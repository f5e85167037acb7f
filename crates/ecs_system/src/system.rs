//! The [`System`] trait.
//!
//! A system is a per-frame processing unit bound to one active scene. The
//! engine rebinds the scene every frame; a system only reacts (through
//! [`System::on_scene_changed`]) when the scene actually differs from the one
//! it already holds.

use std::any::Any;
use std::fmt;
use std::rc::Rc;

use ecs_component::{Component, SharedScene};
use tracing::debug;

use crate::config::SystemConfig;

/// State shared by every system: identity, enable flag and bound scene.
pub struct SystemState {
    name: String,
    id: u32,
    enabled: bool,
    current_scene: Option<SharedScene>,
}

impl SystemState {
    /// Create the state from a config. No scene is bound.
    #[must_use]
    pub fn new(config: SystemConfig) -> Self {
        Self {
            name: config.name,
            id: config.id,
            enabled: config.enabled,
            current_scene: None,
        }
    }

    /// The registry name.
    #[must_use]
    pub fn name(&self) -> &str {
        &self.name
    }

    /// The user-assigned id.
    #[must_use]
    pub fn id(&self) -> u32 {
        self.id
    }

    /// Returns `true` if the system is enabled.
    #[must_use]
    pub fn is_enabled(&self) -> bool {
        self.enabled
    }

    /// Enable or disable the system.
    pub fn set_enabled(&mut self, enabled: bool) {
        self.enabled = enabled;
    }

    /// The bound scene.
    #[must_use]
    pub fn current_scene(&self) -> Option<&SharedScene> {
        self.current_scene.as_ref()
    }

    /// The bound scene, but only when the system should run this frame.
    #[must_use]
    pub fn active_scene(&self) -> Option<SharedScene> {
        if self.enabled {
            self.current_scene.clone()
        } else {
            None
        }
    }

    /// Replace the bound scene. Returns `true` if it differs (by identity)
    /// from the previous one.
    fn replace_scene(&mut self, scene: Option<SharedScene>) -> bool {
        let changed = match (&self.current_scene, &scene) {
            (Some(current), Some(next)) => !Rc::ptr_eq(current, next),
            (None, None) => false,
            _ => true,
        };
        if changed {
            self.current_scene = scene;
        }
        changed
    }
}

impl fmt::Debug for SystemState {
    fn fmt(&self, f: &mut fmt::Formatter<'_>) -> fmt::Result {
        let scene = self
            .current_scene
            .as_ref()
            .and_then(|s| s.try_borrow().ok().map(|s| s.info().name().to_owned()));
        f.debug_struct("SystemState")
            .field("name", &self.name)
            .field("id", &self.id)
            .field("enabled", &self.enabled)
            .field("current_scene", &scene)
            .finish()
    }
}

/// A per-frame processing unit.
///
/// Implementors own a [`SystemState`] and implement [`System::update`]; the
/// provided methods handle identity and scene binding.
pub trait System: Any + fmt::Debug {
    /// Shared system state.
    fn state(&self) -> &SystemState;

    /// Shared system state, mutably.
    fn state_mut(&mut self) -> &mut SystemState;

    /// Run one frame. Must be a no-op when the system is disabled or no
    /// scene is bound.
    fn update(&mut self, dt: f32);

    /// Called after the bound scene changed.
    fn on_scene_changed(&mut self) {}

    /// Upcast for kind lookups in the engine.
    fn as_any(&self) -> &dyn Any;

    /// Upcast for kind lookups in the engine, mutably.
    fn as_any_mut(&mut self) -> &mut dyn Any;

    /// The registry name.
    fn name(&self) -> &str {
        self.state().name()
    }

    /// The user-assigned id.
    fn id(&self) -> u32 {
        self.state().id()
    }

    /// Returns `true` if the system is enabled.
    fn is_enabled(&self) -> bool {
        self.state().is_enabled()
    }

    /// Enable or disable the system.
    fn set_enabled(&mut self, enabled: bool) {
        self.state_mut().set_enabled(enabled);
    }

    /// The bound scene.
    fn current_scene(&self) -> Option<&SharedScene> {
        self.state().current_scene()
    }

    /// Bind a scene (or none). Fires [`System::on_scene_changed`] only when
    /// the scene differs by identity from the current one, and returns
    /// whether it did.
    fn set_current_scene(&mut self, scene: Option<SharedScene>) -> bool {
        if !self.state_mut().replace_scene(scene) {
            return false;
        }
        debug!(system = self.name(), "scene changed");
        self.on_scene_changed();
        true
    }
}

...

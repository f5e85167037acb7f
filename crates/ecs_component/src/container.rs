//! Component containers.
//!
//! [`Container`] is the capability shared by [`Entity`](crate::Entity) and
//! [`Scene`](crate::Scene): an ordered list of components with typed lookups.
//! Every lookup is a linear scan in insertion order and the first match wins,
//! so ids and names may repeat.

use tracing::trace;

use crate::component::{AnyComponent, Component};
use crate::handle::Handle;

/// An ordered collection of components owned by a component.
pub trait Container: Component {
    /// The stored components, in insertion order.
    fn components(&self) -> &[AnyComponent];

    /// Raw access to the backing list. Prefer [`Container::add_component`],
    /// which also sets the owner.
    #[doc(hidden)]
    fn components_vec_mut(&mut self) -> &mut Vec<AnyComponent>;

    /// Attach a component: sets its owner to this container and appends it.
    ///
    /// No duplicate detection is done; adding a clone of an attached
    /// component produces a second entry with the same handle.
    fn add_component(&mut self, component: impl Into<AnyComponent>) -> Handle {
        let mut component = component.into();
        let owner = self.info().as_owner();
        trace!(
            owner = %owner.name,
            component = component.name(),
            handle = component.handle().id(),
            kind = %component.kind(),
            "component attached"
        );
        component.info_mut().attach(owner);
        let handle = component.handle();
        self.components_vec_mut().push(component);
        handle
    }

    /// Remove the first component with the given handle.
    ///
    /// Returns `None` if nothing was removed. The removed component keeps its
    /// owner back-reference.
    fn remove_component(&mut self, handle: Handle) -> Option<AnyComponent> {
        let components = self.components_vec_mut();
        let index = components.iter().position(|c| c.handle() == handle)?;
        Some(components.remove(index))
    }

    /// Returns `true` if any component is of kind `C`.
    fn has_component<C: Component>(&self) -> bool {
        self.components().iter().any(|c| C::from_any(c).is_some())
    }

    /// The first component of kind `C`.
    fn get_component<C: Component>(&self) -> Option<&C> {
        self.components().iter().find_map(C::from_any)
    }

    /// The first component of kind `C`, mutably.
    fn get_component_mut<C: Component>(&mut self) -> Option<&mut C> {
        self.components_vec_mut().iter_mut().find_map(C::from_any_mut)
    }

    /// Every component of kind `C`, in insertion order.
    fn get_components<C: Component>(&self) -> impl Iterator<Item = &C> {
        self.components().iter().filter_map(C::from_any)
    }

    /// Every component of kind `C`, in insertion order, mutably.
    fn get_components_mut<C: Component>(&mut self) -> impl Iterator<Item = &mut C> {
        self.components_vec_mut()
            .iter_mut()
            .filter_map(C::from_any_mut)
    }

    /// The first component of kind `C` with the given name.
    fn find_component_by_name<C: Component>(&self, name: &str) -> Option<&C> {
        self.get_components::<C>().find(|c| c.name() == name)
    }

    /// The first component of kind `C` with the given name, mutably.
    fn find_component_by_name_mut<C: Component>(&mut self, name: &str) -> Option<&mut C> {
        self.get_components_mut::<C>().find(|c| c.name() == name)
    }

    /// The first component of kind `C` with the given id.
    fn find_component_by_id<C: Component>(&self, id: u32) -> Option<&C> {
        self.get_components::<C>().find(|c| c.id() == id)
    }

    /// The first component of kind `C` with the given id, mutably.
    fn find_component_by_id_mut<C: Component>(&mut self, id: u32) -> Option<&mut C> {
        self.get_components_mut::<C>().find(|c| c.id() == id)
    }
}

* * *

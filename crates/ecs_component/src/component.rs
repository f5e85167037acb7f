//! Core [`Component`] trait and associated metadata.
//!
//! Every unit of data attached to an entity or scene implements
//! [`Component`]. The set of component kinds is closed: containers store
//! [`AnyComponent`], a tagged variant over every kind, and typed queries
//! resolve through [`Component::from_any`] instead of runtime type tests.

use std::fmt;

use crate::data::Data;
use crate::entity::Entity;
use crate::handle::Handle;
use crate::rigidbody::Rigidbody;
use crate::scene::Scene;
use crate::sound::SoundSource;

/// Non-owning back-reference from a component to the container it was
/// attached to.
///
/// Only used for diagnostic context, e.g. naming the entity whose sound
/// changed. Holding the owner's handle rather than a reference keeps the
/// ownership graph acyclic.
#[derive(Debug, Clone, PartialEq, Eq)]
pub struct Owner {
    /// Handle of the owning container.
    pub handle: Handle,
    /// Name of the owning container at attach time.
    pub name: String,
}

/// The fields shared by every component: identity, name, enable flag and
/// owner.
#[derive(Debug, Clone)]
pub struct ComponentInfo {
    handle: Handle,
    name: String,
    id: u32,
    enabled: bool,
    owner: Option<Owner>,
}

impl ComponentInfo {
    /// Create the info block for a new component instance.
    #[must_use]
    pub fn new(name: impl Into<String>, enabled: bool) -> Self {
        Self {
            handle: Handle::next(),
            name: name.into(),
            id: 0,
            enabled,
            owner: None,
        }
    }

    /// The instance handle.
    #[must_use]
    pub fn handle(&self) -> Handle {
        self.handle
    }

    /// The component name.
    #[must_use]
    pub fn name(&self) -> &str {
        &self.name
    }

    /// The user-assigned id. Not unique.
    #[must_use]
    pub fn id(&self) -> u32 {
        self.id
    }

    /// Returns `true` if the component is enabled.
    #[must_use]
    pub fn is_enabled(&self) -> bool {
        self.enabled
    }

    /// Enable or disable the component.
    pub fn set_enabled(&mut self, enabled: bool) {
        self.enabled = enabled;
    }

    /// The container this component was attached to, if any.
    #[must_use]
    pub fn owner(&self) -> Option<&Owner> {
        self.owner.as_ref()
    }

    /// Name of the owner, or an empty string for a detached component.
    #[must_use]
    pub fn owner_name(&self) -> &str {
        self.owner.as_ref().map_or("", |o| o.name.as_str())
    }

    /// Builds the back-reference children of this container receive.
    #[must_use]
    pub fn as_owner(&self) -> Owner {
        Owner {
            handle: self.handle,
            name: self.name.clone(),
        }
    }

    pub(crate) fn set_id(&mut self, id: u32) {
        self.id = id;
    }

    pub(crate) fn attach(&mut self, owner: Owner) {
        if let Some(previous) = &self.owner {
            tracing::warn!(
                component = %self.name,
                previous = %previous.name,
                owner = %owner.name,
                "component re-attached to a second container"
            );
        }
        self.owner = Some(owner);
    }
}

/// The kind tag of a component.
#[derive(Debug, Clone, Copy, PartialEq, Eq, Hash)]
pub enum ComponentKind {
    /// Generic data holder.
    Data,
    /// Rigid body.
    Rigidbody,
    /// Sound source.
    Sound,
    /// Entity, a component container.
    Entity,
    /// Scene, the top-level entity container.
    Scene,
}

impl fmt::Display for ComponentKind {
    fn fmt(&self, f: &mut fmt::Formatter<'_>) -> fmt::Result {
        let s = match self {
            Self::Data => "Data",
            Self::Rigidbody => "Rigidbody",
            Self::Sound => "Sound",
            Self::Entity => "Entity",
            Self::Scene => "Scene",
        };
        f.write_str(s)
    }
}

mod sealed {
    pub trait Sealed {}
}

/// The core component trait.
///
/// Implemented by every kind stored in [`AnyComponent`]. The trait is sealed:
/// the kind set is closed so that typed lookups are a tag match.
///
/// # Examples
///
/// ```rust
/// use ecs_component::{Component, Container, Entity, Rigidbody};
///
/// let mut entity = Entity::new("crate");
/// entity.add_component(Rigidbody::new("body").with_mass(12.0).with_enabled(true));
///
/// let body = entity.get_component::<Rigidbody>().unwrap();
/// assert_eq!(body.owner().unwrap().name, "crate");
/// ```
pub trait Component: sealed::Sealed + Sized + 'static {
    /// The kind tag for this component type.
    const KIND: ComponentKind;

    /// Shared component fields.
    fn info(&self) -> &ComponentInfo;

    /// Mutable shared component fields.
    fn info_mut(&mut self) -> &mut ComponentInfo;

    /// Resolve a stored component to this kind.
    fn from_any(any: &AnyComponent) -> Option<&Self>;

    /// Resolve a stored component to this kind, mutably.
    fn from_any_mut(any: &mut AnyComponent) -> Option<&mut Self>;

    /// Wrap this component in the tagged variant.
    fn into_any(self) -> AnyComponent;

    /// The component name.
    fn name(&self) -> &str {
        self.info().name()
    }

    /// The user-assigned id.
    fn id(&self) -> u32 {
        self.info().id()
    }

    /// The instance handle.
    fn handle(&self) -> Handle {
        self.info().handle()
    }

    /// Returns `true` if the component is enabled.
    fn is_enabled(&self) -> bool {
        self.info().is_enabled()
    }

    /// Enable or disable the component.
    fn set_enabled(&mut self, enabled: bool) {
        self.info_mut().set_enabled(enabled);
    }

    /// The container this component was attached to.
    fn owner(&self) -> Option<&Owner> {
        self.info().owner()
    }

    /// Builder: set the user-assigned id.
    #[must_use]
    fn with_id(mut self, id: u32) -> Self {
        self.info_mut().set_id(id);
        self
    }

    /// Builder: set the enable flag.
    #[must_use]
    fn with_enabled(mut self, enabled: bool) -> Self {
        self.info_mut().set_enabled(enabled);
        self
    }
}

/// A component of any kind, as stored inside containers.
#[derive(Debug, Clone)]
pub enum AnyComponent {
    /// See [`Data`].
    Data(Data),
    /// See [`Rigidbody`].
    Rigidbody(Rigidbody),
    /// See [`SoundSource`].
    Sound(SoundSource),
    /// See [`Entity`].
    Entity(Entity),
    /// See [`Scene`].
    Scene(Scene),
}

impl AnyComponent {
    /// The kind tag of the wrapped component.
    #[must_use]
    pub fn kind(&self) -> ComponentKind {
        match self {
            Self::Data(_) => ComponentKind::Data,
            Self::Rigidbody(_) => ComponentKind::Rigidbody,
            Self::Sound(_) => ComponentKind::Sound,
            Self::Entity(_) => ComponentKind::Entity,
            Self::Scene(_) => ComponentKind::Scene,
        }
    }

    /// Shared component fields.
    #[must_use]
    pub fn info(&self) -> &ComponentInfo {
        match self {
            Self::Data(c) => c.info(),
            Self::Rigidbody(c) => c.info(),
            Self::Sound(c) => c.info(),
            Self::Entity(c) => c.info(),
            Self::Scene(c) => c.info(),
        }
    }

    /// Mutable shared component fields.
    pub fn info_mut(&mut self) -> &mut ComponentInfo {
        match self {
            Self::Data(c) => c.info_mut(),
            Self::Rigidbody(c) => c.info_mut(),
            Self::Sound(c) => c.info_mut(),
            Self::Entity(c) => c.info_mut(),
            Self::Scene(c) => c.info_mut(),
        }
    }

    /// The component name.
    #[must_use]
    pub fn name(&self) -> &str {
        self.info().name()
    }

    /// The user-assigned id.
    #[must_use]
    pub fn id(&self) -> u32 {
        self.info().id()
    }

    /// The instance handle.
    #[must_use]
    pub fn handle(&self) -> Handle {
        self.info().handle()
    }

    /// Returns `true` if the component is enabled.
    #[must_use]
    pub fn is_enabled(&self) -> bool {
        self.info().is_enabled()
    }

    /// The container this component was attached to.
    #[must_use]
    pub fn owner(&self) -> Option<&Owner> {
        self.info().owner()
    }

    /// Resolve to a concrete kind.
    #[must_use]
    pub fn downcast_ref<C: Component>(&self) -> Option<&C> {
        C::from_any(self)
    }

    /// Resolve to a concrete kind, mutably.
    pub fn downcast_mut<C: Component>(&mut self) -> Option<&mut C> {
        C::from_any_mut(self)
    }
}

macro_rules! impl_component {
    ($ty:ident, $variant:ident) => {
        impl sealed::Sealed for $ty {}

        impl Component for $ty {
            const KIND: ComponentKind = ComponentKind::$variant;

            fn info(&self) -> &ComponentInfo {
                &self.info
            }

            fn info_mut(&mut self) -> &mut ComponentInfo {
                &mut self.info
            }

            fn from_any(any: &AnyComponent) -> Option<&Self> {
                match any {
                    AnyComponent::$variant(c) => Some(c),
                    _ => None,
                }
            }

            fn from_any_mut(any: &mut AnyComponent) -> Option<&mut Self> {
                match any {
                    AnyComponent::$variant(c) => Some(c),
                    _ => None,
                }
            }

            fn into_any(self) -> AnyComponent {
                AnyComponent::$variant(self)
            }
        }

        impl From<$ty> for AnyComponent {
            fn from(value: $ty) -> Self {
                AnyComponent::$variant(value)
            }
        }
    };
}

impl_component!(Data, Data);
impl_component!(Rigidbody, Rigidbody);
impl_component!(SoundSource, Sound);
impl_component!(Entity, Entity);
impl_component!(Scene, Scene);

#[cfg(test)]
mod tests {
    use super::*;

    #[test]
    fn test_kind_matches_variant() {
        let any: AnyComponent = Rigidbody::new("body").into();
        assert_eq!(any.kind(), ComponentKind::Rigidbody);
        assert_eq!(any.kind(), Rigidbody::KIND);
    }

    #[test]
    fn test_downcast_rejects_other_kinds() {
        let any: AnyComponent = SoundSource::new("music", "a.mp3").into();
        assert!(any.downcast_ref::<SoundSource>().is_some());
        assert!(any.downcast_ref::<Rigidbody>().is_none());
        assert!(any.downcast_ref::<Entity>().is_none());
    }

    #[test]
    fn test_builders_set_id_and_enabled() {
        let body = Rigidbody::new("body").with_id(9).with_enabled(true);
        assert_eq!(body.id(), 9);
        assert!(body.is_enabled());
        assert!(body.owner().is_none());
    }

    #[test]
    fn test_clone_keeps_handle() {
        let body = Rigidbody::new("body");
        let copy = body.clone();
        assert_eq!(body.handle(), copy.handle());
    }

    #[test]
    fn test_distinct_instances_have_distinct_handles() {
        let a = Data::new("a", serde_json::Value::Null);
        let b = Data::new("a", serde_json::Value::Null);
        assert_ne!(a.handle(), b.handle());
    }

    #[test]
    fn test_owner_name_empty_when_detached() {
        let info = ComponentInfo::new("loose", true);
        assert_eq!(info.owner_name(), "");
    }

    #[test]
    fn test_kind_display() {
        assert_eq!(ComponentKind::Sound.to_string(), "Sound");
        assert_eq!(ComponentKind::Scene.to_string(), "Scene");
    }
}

■ **The problem**
Wherever "through" occurs in the records above, copy the line it sits in.

■ **Expected output**
//! engine rebinds the scene every frame; a system only reacts (through
//! resolve through [`Component::from_any`] instead of runtime type tests.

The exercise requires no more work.